What is being asked:
Report the lines of the data below that contain the string "Some".

##########

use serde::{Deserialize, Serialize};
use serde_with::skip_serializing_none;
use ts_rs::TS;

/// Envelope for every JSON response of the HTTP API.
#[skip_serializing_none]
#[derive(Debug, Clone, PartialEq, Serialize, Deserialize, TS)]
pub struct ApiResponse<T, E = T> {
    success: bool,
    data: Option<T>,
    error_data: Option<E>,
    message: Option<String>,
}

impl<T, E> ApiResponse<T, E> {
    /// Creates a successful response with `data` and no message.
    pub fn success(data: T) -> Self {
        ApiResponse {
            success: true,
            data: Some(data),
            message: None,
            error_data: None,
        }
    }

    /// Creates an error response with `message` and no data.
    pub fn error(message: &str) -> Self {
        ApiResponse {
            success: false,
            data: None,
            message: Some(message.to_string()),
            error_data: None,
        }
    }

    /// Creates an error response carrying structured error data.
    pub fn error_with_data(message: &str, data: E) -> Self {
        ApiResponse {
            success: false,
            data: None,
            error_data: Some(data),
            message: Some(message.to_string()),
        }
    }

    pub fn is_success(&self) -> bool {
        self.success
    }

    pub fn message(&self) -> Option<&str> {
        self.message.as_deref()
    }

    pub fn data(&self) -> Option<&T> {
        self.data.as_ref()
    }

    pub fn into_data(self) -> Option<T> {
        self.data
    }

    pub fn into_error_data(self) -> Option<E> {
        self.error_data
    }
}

##########

Exercise answer:
            data: Some(data),
            message: Some(message.to_string()),
            error_data: Some(data),
            message: Some(message.to_string()),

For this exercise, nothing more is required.